_Task details_. Note each line in the data holding the string "content" and report it.

== Provided data

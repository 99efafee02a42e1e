mod content;
mod node;

pub use content::{Content, InputView};
pub use node::{Element, ResponderCaptureFn};

/// Depth-first search for the element with `id`.
pub fn find_element<'a>(root: &'a Element, id: &str) -> Option<&'a Element> {
    if root.id == id {
        return Some(root);
    }
    root.child_elements()
        .iter()
        .find_map(|child| find_element(child, id))
}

====

_Output_.
mod content;
pub use content::{Content, InputView};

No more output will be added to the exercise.